Author: Krzysztof Tołpa

EEG Preprocessing for an Oddball Paradigm#

Preprocessing is a critical step in EEG analysis. It involves cleaning the data to remove noise and artifacts — signals that are not of neural origin — which can otherwise contaminate our results. We use MNE-Python library accompanied with adapted from EEGLAB functions: rejchanspec and trimoutlier. We also utilize mne-icalabel plugin for automatic classification ICA components.

Our pipeline covers commonly applied steps:

  1. Loading Data: Importing the raw EEG recording.

  2. Channel Management: Handling channel locations, names, and types.

  3. Filtering: Applying high-pass and low-pass filters to isolate the frequency bands of interest.

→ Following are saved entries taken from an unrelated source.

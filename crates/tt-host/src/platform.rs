//! The real platform behind a [`HostingSession`](crate::HostingSession).

use std::sync::Arc;

use tt_common::HostError;
use winit::window::Window;

use crate::engine::direct::DirectEngine;
use crate::engine::EngineOptions;
use crate::session::HostPlatform;
use crate::window::HostWindow;

#[cfg(windows)]
use crate::composition::dcomp::{window_hwnd, DcompBuilder, DcompSurface};
#[cfg(windows)]
use crate::engine::composed::{self, ComposedEngine};
#[cfg(windows)]
use webview2_com::Microsoft::Web::WebView2::Win32::ICoreWebView2Environment3;

#[cfg(not(windows))]
use crate::composition::Unsupported;
#[cfg(not(windows))]
use crate::engine::NoEngine;

/// Builds surfaces and engines for a winit window.
pub struct DesktopPlatform {
    window: Arc<Window>,
    options: EngineOptions,
    #[cfg(windows)]
    environment: Option<ICoreWebView2Environment3>,
}

impl DesktopPlatform {
    pub fn new(window: Arc<Window>, options: EngineOptions) -> Self {
        Self {
            window,
            options,
            #[cfg(windows)]
            environment: None,
        }
    }
}

#[cfg(windows)]
impl HostPlatform for DesktopPlatform {
    type Builder = DcompBuilder;
    type Surface = DcompSurface;
    type Composed = ComposedEngine;
    type Direct = DirectEngine;

    fn create_environment(&mut self) -> Result<(), HostError> {
        use windows::Win32::System::Com::{CoInitializeEx, COINIT_APARTMENTTHREADED};

        // S_FALSE and RPC_E_CHANGED_MODE both leave a usable apartment.
        let _ = unsafe { CoInitializeEx(None, COINIT_APARTMENTTHREADED) };
        let env = composed::create_environment(self.options.user_data_dir.as_deref())?;
        self.environment = Some(env);
        Ok(())
    }

    fn surface_builder(&mut self, _window: &HostWindow) -> Option<DcompBuilder> {
        self.environment.as_ref()?;
        window_hwnd(&self.window).map(DcompBuilder::new)
    }

    fn create_composed_engine(
        &mut self,
        window: &HostWindow,
        surface: &DcompSurface,
    ) -> Result<ComposedEngine, HostError> {
        let environment = self
            .environment
            .as_ref()
            .ok_or_else(|| HostError::initialization("composition controller", "no environment"))?;
        let hwnd = window_hwnd(&self.window)
            .ok_or_else(|| HostError::initialization("composition controller", "no window handle"))?;
        ComposedEngine::create(
            environment,
            hwnd,
            surface,
            window.client_rect(),
            window.dpi(),
            &self.options,
        )
    }

    fn create_direct_engine(&mut self, window: &HostWindow) -> Result<DirectEngine, HostError> {
        DirectEngine::create(&*self.window, window.client_rect(), window.dpi(), &self.options)
    }
}

#[cfg(not(windows))]
impl HostPlatform for DesktopPlatform {
    type Builder = Unsupported;
    type Surface = Unsupported;
    type Composed = NoEngine;
    type Direct = DirectEngine;

    fn create_environment(&mut self) -> Result<(), HostError> {
        Ok(())
    }

    fn surface_builder(&mut self, _window: &HostWindow) -> Option<Unsupported> {
        None
    }

    fn create_composed_engine(
        &mut self,
        _window: &HostWindow,
        surface: &Unsupported,
    ) -> Result<NoEngine, HostError> {
        match *surface {}
    }

    fn create_direct_engine(&mut self, window: &HostWindow) -> Result<DirectEngine, HostError> {
        DirectEngine::create(&*self.window, window.client_rect(), window.dpi(), &self.options)
    }
}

  4. Artifact Detection: Identifying and marking bad channels and noisy time segments.

  5. Artifact Removal with ICA: Using Independent Component Analysis (ICA) to remove stereotyped artifacts like eye blinks and muscle activity.

  6. Interpolation & Resampling: Reconstructing bad channels and downsampling the data to make it more manageable.

  7. Epoching: Segmenting the continuous data into trials (epochs) centered around our experimental events.

Let’s get started!

1. Setup: Importing Necessary Libraries#

First things first, we need to import all the Python packages we’ll use throughout the analysis.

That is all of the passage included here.